Я бы посоветовал ему закончить такими словами свою нобелевскую речь.
- Однако...- пробормотал Саша Могилевский. Он у нас в редакции не случайно числится в интеллигентах.
- Хризантема! - ахнула Оля.- Я их так люблю. Самые красивые цветы. Как жалко, что они не цветут круглый год... Когда настанет осень,- она обернулась ко мне,- ты будешь приносить домой хризантемы, ладно?
- У нас с вами схожие вкусы, Оля,- сказал Бризкок. - Жаль, что сейчас не сезон, а то я побежал бы в цветочный магазин, чтобы опередить вашего мужа.
Представьте себе, что кембриджский профессор намеревается вступить с вами в гонку за право первым преподнести букет хризантем вашей собственной жене,- ваши действия, как говорят в армии. Хорошо еще, что лето в разгаре и до первой хризантемы никак не меньше месяца.
- Почему хризантема? - спросил я.- И что в ней особенного?

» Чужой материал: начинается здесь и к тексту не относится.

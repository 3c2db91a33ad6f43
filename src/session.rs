//! Session facade
//!
//! One value per active game run. Composes the deterministic simulation, the
//! audio mixer, and the backend collaborator; the presentation layer drives
//! it with `advance`/`drop_balloon`/`toggle_pause` and drains typed events
//! and audio commands back out. No callbacks cross this boundary.

use crate::audio::{AudioCommand, AudioMixer};
use crate::backend::{Backend, GameConfig};
use crate::consts::*;
use crate::sim::{self, SessionEvent, SessionState, Viewport};

pub struct Session {
    state: SessionState,
    mixer: AudioMixer,
    backend: Box<dyn Backend>,
    game_id: Option<String>,
    /// Telemetry latch: a session reports at most one play
    play_count_sent: bool,
    accumulator_ms: f64,
    last_now_ms: Option<f64>,
    events: Vec<SessionEvent>,
    audio_out: Vec<AudioCommand>,
}

impl Session {
    /// Build a session and enter level 1.
    ///
    /// Config is fetched once up front; any failure falls back to defaults
    /// with a warning and never blocks play.
    pub fn new(
        backend: Box<dyn Backend>,
        game_id: Option<String>,
        viewport: Viewport,
        seed: u64,
    ) -> Self {
        let config = match &game_id {
            Some(id) => backend.fetch_config(id).unwrap_or_else(|err| {
                log::warn!("config fetch failed, falling back to defaults: {err}");
                GameConfig::default()
            }),
            None => GameConfig::default(),
        };
        log::info!(
            "starting session: levels={} max_value={}",
            config.levels,
            config.max_value
        );

        let mut state = SessionState::new(seed, config.levels, config.max_value, viewport);
        sim::enter_level(&mut state);

        let mut session = Self {
            state,
            mixer: AudioMixer::new(),
            backend,
            game_id,
            play_count_sent: false,
            accumulator_ms: 0.0,
            last_now_ms: None,
            events: Vec::new(),
            audio_out: Vec::new(),
        };
        session.pump();
        session
    }

    /// Advance the simulation to `now_ms` (host milliseconds, monotonic).
    ///
    /// Real time accumulates into fixed steps; a late frame runs several, a
    /// very late one is capped at `MAX_SUBSTEPS` rather than spiraling.
    pub fn advance(&mut self, now_ms: f64) {
        let last = self.last_now_ms.replace(now_ms).unwrap_or(now_ms);
        let dt = (now_ms - last).clamp(0.0, 100.0);
        self.accumulator_ms += dt;

        let mut substeps = 0;
        while self.accumulator_ms >= SIM_DT_MS && substeps < MAX_SUBSTEPS {
            sim::tick(&mut self.state);
            self.accumulator_ms -= SIM_DT_MS;
            substeps += 1;
        }

        self.pump();
    }

    /// Pop balloon `id` at the given position, dropping its numbered box
    pub fn drop_balloon(&mut self, id: u32, x: f32, y: f32) {
        sim::drop_balloon(&mut self.state, id, x, y);
        self.pump();
    }

    pub fn toggle_pause(&mut self) {
        self.state.paused = !self.state.paused;
    }

    pub fn set_paused(&mut self, paused: bool) {
        self.state.paused = paused;
    }

    /// Re-enter the current level from scratch, whatever the current phase
    pub fn restart_level(&mut self) {
        sim::restart_level(&mut self.state);
        self.pump();
    }

    /// Leave the game: report the play (if not already reported) and silence
    /// every cue. The host owns what happens on screen next.
    pub fn exit(&mut self) {
        self.send_play_count();
        self.mixer.stop_all(&mut self.audio_out);
    }

    pub fn state(&self) -> &SessionState {
        &self.state
    }

    pub fn mixer_mut(&mut self) -> &mut AudioMixer {
        &mut self.mixer
    }

    /// Rise speed the presentation applies to balloons this level, px/tick
    pub fn balloon_rise_speed(&self) -> f32 {
        crate::balloon_rise_speed(self.state.level)
    }

    /// Take all session events since the last drain
    pub fn drain_events(&mut self) -> Vec<SessionEvent> {
        std::mem::take(&mut self.events)
    }

    /// Take all pending audio commands since the last drain
    pub fn drain_audio(&mut self) -> Vec<AudioCommand> {
        std::mem::take(&mut self.audio_out)
    }

    /// Route freshly produced simulation events through telemetry and audio
    fn pump(&mut self) {
        let now_ms = self.state.wall_ms;
        for event in self.state.drain_events() {
            if event == SessionEvent::Victory {
                self.send_play_count();
            }
            self.mixer.handle_event(&event, now_ms, &mut self.audio_out);
            self.events.push(event);
        }
    }

    fn send_play_count(&mut self) {
        if self.play_count_sent {
            return;
        }
        let Some(game_id) = &self.game_id else {
            return;
        };
        self.play_count_sent = true;
        if let Err(err) = self.backend.post_play_count(game_id) {
            log::warn!("play-count post failed (ignored): {err}");
        }
    }
}

#[cfg(test)]
mod tests {
    use super::*;
    use crate::backend::{BackendError, OfflineBackend};
    use crate::sim::{LevelPhase, TrainPhase, collision};
    use std::sync::Arc;

    struct FailingBackend;

    impl Backend for FailingBackend {
        fn fetch_config(&self, _game_id: &str) -> Result<GameConfig, BackendError> {
            Err(BackendError::Decode(std::io::Error::other("boom")))
        }

        fn post_play_count(&self, _game_id: &str) -> Result<(), BackendError> {
            Err(BackendError::Decode(std::io::Error::other("boom")))
        }
    }

    fn offline(levels: u32) -> Arc<OfflineBackend> {
        Arc::new(OfflineBackend::new(GameConfig {
            levels,
            max_value: 5,
        }))
    }

    fn new_session(backend: Arc<OfflineBackend>) -> Session {
        Session::new(
            Box::new(backend),
            Some("counting-dots".into()),
            Viewport::default(),
            7,
        )
    }

    /// Step the session one fixed tick at a time
    fn run_ticks(session: &mut Session, n: u32) {
        let start = session.last_now_ms.unwrap_or(0.0);
        for i in 1..=n {
            session.advance(start + i as f64 * SIM_DT_MS);
        }
    }

    /// Drive an honest win of the current (single-wagon) level
    fn play_to_victory(session: &mut Session) {
        while session.state().train_phase != TrainPhase::Idle {
            run_ticks(session, 1);
        }
        loop {
            let target = session
                .state()
                .balloons
                .iter()
                .find(|b| b.value == 1)
                .copied();
            if let Some(balloon) = target {
                let x = collision::wagon_left(session.state().train_x, 0) + 140.0;
                let y = collision::wagon_band_top(&session.state().viewport) - 1.0;
                session.drop_balloon(balloon.id, x, y);
                run_ticks(session, 5);
                break;
            }
            run_ticks(session, 30);
        }
        assert!(session.state().victory);
    }

    #[test]
    fn config_failure_falls_back_to_defaults() {
        let session = Session::new(
            Box::new(FailingBackend),
            Some("counting-dots".into()),
            Viewport::default(),
            7,
        );
        assert_eq!(session.state().max_levels, 5);
        assert_eq!(session.state().level, 1);
        assert_eq!(session.state().level_phase, LevelPhase::Playing);
    }

    #[test]
    fn config_seeds_the_session() {
        let session = new_session(offline(2));
        assert_eq!(session.state().max_levels, 2);
    }

    #[test]
    fn session_start_cues_the_train() {
        let mut session = new_session(offline(5));
        assert!(session
            .drain_events()
            .contains(&SessionEvent::LevelStarted { level: 1 }));
        assert_eq!(
            session.drain_audio(),
            vec![AudioCommand::Play(crate::audio::Cue::Train)]
        );
    }

    #[test]
    fn victory_posts_play_count_once_even_after_exit() {
        let backend = offline(1);
        let mut session = new_session(backend.clone());

        play_to_victory(&mut session);
        assert_eq!(backend.play_count(), 1);

        // Exiting after winning must not double-report
        session.exit();
        assert_eq!(backend.play_count(), 1);
    }

    #[test]
    fn exit_posts_play_count_and_silences_audio() {
        let backend = offline(5);
        let mut session = new_session(backend.clone());
        run_ticks(&mut session, 60);
        session.drain_audio();

        session.exit();
        assert_eq!(backend.play_count(), 1);
        assert_eq!(session.drain_audio(), vec![AudioCommand::StopAll]);
    }

    #[test]
    fn no_game_id_means_no_telemetry() {
        let backend = offline(5);
        let mut session = Session::new(Box::new(backend.clone()), None, Viewport::default(), 7);
        session.exit();
        assert_eq!(backend.play_count(), 0);
    }

    #[test]
    fn telemetry_failure_is_swallowed() {
        let mut session = Session::new(
            Box::new(FailingBackend),
            Some("counting-dots".into()),
            Viewport::default(),
            7,
        );
        // Must not panic or surface anything
        session.exit();
    }

    #[test]
    fn pause_is_a_toggle() {
        let mut session = new_session(offline(5));
        session.toggle_pause();
        assert!(session.state().paused);
        session.toggle_pause();
        assert!(!session.state().paused);
    }

    #[test]
    fn rise_speed_scales_with_level_and_caps() {
        assert_eq!(crate::balloon_rise_speed(1), 2.0);
        assert_eq!(crate::balloon_rise_speed(3), 3.0);
        assert_eq!(crate::balloon_rise_speed(20), 6.0);
    }
}
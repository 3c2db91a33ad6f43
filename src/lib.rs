//! Balloon Train - a number-train balloon arcade game engine
//!
//! Core modules:
//! - `sim`: Deterministic session simulation (spawning, physics, collisions, level FSM)
//! - `audio`: Event-to-cue mixer with debounce and overlap caps
//! - `backend`: Game config fetch and play-count telemetry
//! - `session`: Facade composing the above into one per-session object

pub mod audio;
pub mod backend;
pub mod session;
pub mod sim;

pub use audio::{AudioCommand, AudioMixer, Cue};
pub use backend::{Backend, BackendError, GameConfig, HttpBackend, OfflineBackend};
pub use session::Session;

/// Game configuration constants
pub mod consts {
    /// Fixed simulation timestep in milliseconds (60 Hz)
    pub const SIM_DT_MS: f64 = 1000.0 / 60.0;
    /// Maximum substeps per `advance` call to prevent spiral of death
    pub const MAX_SUBSTEPS: u32 = 8;

    /// Fallback viewport when the host reports none
    pub const DEFAULT_VIEWPORT_W: f32 = 1920.0;
    pub const DEFAULT_VIEWPORT_H: f32 = 1080.0;

    /// Falling-box velocity gain per tick
    pub const GRAVITY: f32 = 0.4;
    /// Boxes are culled once below `viewport_h - BOX_EXIT_MARGIN`
    pub const BOX_EXIT_MARGIN: f32 = 60.0;

    /// Wagon drop-zone band starts at `viewport_h - WAGON_BAND_OFFSET`
    pub const WAGON_BAND_OFFSET: f32 = 220.0;
    /// First wagon's left edge relative to the locomotive's `train_x`
    pub const WAGON_OFFSET_X: f32 = 320.0;
    /// Horizontal pitch between wagons
    pub const WAGON_SPACING: f32 = 300.0;
    /// Width of one wagon's drop zone
    pub const WAGON_WIDTH: f32 = 280.0;

    /// Locomotive body extent (boxes landing on the engine are misses)
    pub const TRAIN_WIDTH: f32 = 320.0;
    pub const TRAIN_HEIGHT: f32 = 120.0;
    pub const TRAIN_BOTTOM_MARGIN: f32 = 40.0;

    /// Train horizontal speed per tick while entering / exiting
    pub const TRAIN_ENTER_SPEED: f32 = 4.0;
    pub const TRAIN_EXIT_SPEED: f32 = 10.0;
    /// Idle center = `viewport_w / 2 - BASE_CENTER_OFFSET - (level-1) * PER_LEVEL_SHIFT`,
    /// floored at MIN_CENTER_X so long formations still fit on screen
    pub const BASE_CENTER_OFFSET: f32 = 300.0;
    pub const PER_LEVEL_SHIFT: f32 = 125.0;
    pub const MIN_CENTER_X: f32 = -300.0;
    /// Entry start = `viewport_w + level * TRAIN_SPAWN_STEP + TRAIN_SPAWN_MARGIN`
    pub const TRAIN_SPAWN_STEP: f32 = 300.0;
    pub const TRAIN_SPAWN_MARGIN: f32 = 600.0;
    /// Exit target = `-(level * TRAIN_SPAWN_STEP + TRAIN_EXIT_MARGIN)`,
    /// scaling with train length so every wagon clears the screen
    pub const TRAIN_EXIT_MARGIN: f32 = 800.0;

    /// Per-level time budget in seconds
    pub const LEVEL_TIME_SECS: u32 = 60;
    /// Countdown cue fires when the clock reaches this many seconds
    pub const COUNTDOWN_AT_SECS: u32 = 10;

    /// Spawner fairness floor: every value appears at least this often
    pub const MIN_BALLOONS_PER_NUMBER: u32 = 3;
    /// Uniformly random filler balloons per level
    pub const EXTRA_RANDOM_BALLOONS: u32 = 5;
    /// Inter-arrival stagger for balloon emission, `[min, max)` ms
    pub const SPAWN_DELAY_MIN_MS: f64 = 400.0;
    pub const SPAWN_DELAY_MAX_MS: f64 = 1000.0;

    /// Delay between level completion and the next level's entry
    pub const LEVEL_ADVANCE_DELAY_MS: f64 = 5000.0;
    /// Cosmetic boxes dropped when a level completes
    pub const FLOURISH_BOXES: u32 = 6;

    /// Hard ceiling on the configured level count
    pub const MAX_LEVELS_CAP: u32 = 5;
}

/// Balloon rise speed used by the presentation layer, in px/tick
#[inline]
pub fn balloon_rise_speed(level: u32) -> f32 {
    (2.0 + level.saturating_sub(1) as f32 * 0.5).min(6.0)
}
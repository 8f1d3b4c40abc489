//! Turns a parsed [`UriQuery`] plus a chosen [`Dialect`] into executable SQL.

use std::collections::BTreeSet;

use crate::ast::UriQuery;
use crate::ast::term::{Combinator, SelectTerm, WhereTerm};
use crate::dialect::{ColContext, Dialect, term_to_sql_select};
use crate::error::SqurilResult;

/// A fully generated set of SQL statements for one query, plus whether its
/// select clause used an aggregate function (callers use this to decide
/// whether to wrap the result in an array-aggregate).
pub struct GeneratedSql {
    pub select_query: String,
    pub update_queries: Vec<String>,
    pub delete_query: String,
    pub alter_query: Option<String>,
    pub has_aggregate: bool,
}

const OPERATORS: &[(&str, &str)] = &[
    ("eq", "="),
    ("gt", ">"),
    ("gte", ">="),
    ("lt", "<"),
    ("lte", "<="),
    ("neq", "!="),
    ("like", "like"),
    ("ilike", "ilike"),
    ("not", "not"),
    ("is", "is"),
    ("in", "in"),
];

fn sql_operator(op: &str) -> SqurilResult<&'static str> {
    OPERATORS
        .iter()
        .find(|(name, _)| *name == op)
        .map(|(_, sql)| *sql)
        .ok_or_else(|| crate::error::SqurilError::parse(format!("unsupported operator `{op}`")))
}

pub fn generate(
    dialect: &dyn Dialect,
    table_name: &str,
    query: &UriQuery,
    data: Option<&serde_json::Value>,
    backup_cutoff: Option<&str>,
    array_agg: bool,
    table_name_func: Option<&dyn Fn(&str) -> String>,
) -> SqurilResult<GeneratedSql> {
    let mut has_aggregate = false;

    let select_query = select_clause(dialect, table_name, query, backup_cutoff, &mut has_aggregate)?;
    let select_query = if array_agg && !has_aggregate {
        dialect.array_agg(&select_query)
    } else {
        select_query
    };

    let update_queries = update_clause(dialect, table_name, query, data)?;
    let delete_query = delete_clause(dialect, table_name, query)?;
    let alter_query = alter_clause(table_name, query, table_name_func);

    Ok(GeneratedSql {
        select_query,
        update_queries,
        delete_query,
        alter_query,
        has_aggregate,
    })
}

fn select_clause(
    dialect: &dyn Dialect,
    table_name: &str,
    query: &UriQuery,
    backup_cutoff: Option<&str>,
    has_aggregate: &mut bool,
) -> SqurilResult<String> {
    let table_reference = match backup_cutoff {
        Some(cutoff) => dialect.select_with_retention(table_name, cutoff),
        None => table_name.to_string(),
    };

    let select_sql = if query.select.is_empty() {
        format!("select data from {table_reference}")
    } else {
        let mut parts = Vec::with_capacity(query.select.len());
        for term in &query.select {
            let (sql, aggregated) = term_to_sql_select(dialect, table_name, term)?;
            *has_aggregate |= aggregated;
            parts.push(sql);
        }
        format!(
            "select {}({}) data from {table_reference}",
            dialect.json_array_sql(),
            parts.join(",")
        )
    };

    let where_sql = where_clause(dialect, &query.where_)?;
    let order_sql = order_clause(dialect, &query.order)?;
    let range_sql = range_clause(&query.range);
    let group_by_sql = group_by_clause(dialect, table_name, &query.group_by)?;

    Ok(format!(
        "{select_sql} {where_sql} {order_sql} {group_by_sql} {range_sql}"
    ))
}

fn where_clause(dialect: &dyn Dialect, terms: &[WhereTerm]) -> SqurilResult<String> {
    if terms.is_empty() {
        return Ok(String::new());
    }
    let mut rendered = Vec::with_capacity(terms.len());
    for term in terms {
        rendered.push(where_term_to_sql(dialect, term)?);
    }
    Ok(format!("where {}", rendered.join(" ")))
}

fn where_term_to_sql(dialect: &dyn Dialect, term: &WhereTerm) -> SqurilResult<String> {
    let groups_start = "(".repeat(term.groups_open as usize);
    let groups_end = ")".repeat(term.groups_close as usize);
    let combinator = term
        .combinator
        .map(Combinator::as_sql)
        .unwrap_or_default();
    let col = dialect.column_ref(
        &term.select_term,
        ColContext::Where {
            op: &term.op,
            val: &term.value,
        },
    )?;

    let mut op = term.op.clone();
    let mut val = term.value.clone();

    let looks_integer = val.parse::<i64>().is_ok();
    if looks_integer {
        if op == "eq" || op == "neq" {
            val = format!("'{val}'");
        }
    } else if val == "null" || op == "in" {
        // left as-is
    } else {
        val = dialect.maybe_float(&val);
    }

    if op.ends_with(".not") || op.starts_with("not.") {
        op = op.replace('.', " ");
    } else if op == "in" {
        let inner = val.trim_start_matches('[').trim_end_matches(']');
        let quoted: Vec<String> = inner.split(',').map(|v| format!("'{v}'")).collect();
        val = format!("({})", quoted.join(","));
    } else {
        op = sql_operator(&op)?.to_string();
    }

    if op.contains("like") {
        val = val.replace('*', "%");
    }

    Ok(format!("{groups_start} {combinator} {col} {op} {val} {groups_end}"))
}

fn order_clause(dialect: &dyn Dialect, terms: &[crate::ast::term::OrderTerm]) -> SqurilResult<String> {
    let Some(term) = terms.first() else {
        return Ok(String::new());
    };
    let col = dialect.column_ref(&term.select_term, ColContext::Order)?;
    let direction = if term.descending { "desc" } else { "asc" };
    Ok(format!("order by {col} {direction}"))
}

fn range_clause(range: &Option<crate::ast::term::RangeTerm>) -> String {
    match range {
        Some(range) => format!("limit {} offset {}", range.end, range.start),
        None => String::new(),
    }
}

fn group_by_clause(dialect: &dyn Dialect, table_name: &str, terms: &[SelectTerm]) -> SqurilResult<String> {
    if terms.is_empty() {
        return Ok(String::new());
    }
    let mut cols = Vec::with_capacity(terms.len());
    for term in terms {
        let (sql, _) = term_to_sql_select(dialect, table_name, term)?;
        cols.push(sql);
    }
    Ok(format!("group by {}", cols.join(",")))
}

fn update_clause(
    dialect: &dyn Dialect,
    table_name: &str,
    query: &UriQuery,
    data: Option<&serde_json::Value>,
) -> SqurilResult<Vec<String>> {
    if query.set.is_empty() {
        return Ok(Vec::new());
    }
    let data = data.ok_or_else(|| {
        crate::error::SqurilError::parse("a set clause requires an update payload")
    })?;
    let where_sql = where_clause(dialect, &query.where_)?;

    let mut expressions = BTreeSet::new();
    for term in &query.set {
        expressions.insert(dialect.update_expression(term, data)?);
    }

    Ok(expressions
        .into_iter()
        .map(|expr| format!("update {table_name} {expr} {where_sql}; "))
        .collect())
}

fn delete_clause(dialect: &dyn Dialect, table_name: &str, query: &UriQuery) -> SqurilResult<String> {
    if query.where_.is_empty() {
        Ok(format!("drop table {table_name}"))
    } else {
        let where_sql = where_clause(dialect, &query.where_)?;
        Ok(format!("delete from {table_name} {where_sql}"))
    }
}

fn alter_clause(table_name: &str, query: &UriQuery, table_name_func: Option<&dyn Fn(&str) -> String>) -> Option<String> {
    let alter = query.alter.as_ref()?;
    let new_name = match table_name_func {
        Some(f) => f(&alter.new_name),
        None => alter.new_name.clone(),
    };
    Some(format!("alter table {table_name} rename to {new_name}"))
}

#[cfg(test)]
mod tests {
    use super::*;
    use crate::dialect::EmbeddedDialect;

    fn parse(q: &str) -> UriQuery {
        crate::parser::parse("t", q).unwrap()
    }

    #[test]
    fn select_wildcard_has_no_projection() {
        let dialect = EmbeddedDialect;
        let query = parse("");
        let sql = generate(&dialect, "t", &query, None, None, false, None).unwrap();
        assert!(sql.select_query.contains("select data from t"));
    }

    #[test]
    fn select_with_where_and_order() {
        let dialect = EmbeddedDialect;
        let query = parse("select=a,b&where=a=eq.1&order=a.asc&range=0.5");
        let sql = generate(&dialect, "t", &query, None, None, false, None).unwrap();
        assert!(sql.select_query.contains("json_array"));
        assert!(sql.select_query.contains("where"));
        assert!(sql.select_query.contains("order by"));
        assert!(sql.select_query.contains("limit 5 offset 0"));
    }

    #[test]
    fn delete_without_where_drops_table() {
        let dialect = EmbeddedDialect;
        let query = parse("");
        let sql = delete_clause(&dialect, "t", &query).unwrap();
        assert_eq!(sql, "drop table t");
    }

    #[test]
    fn update_requires_payload() {
        let dialect = EmbeddedDialect;
        let query = parse("set=a&where=id=eq.1");
        let err = update_clause(&dialect, "t", &query, None).unwrap_err();
        assert!(err.to_string().contains("payload"));
    }

    #[test]
    fn update_with_payload_uses_json_patch() {
        let dialect = EmbeddedDialect;
        let query = parse("set=a&where=id=eq.1");
        let data = serde_json::json!({"a": 1});
        let queries = update_clause(&dialect, "t", &query, Some(&data)).unwrap();
        assert_eq!(queries.len(), 1);
        assert!(queries[0].contains("json_patch"));
    }
}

- Вы слишком придирчивы, дорогой Константин! - Сэр Уильям смотрел на меня, как наш генерал, когда я прошу у него два дня за свой счет.- Право, вы максималист, что вообще, я заметил, свойственно вашей почтенной профессии. Заметьте, этот цветок не вырос на клумбе, а возник, фигурально выражаясь, из ничего. И к тому же не все можно увидеть с первого взгляда, иногда истинный смысл увиденного открывается постепенно. Вы согласны?
Я был согласен. Да и какая, собственно, разница?
В дверь постучали. Саша выглянул в коридор.
- Тебя к телефону,- сказал он мне.- Генерал открыл на тебя дело, идет следствие. Татьяна Аркадьевна допытывается, где ты. Я не стал отпираться и дал показания.
Телефон в квартире Могилевского, массивный, железный, крашенный черной краской, висит на стенке между корытом и раскладушкой.
- Привет, Танюша. Мой рыбий хвост еще не съели?
- Хвост не съели, а тебя шеф доедает. Слушай и записывай.
- Запомню. У меня феноменальная память. Я помню даже то, о чем никогда не слышал.
- И забываешь то, что тебе вдалбливают. Значит, так. Генерал велел передать, что завтра ты отправляешься на день, самое большее на два, в...Татьяна Аркадьевна назвала город, где Миша Кравчук фотографировал свои грибы в разрезе,- и готовишь материал из тамошнего института о сенсационном открытии, которое было доложено сегодня на конгрессе и которое ты, конечно, прозевал. Потом возвращаешься, берешь интервью у этого англичанина, и, заметь, не липовое, а настоящее, это не я сказала, это сам генерал сказал. Билеты туда и обратно заказаны. Ты доволен?
- Еще бы. Родным разрешите позвонить?
- Не паясничай. Утром зайдешь за командировкой и заберешь хвост. Целую.
Я вернулся в комнату и ничего не сказал Оле. Скажу завтра утром. Тем более что еду-то всего на день.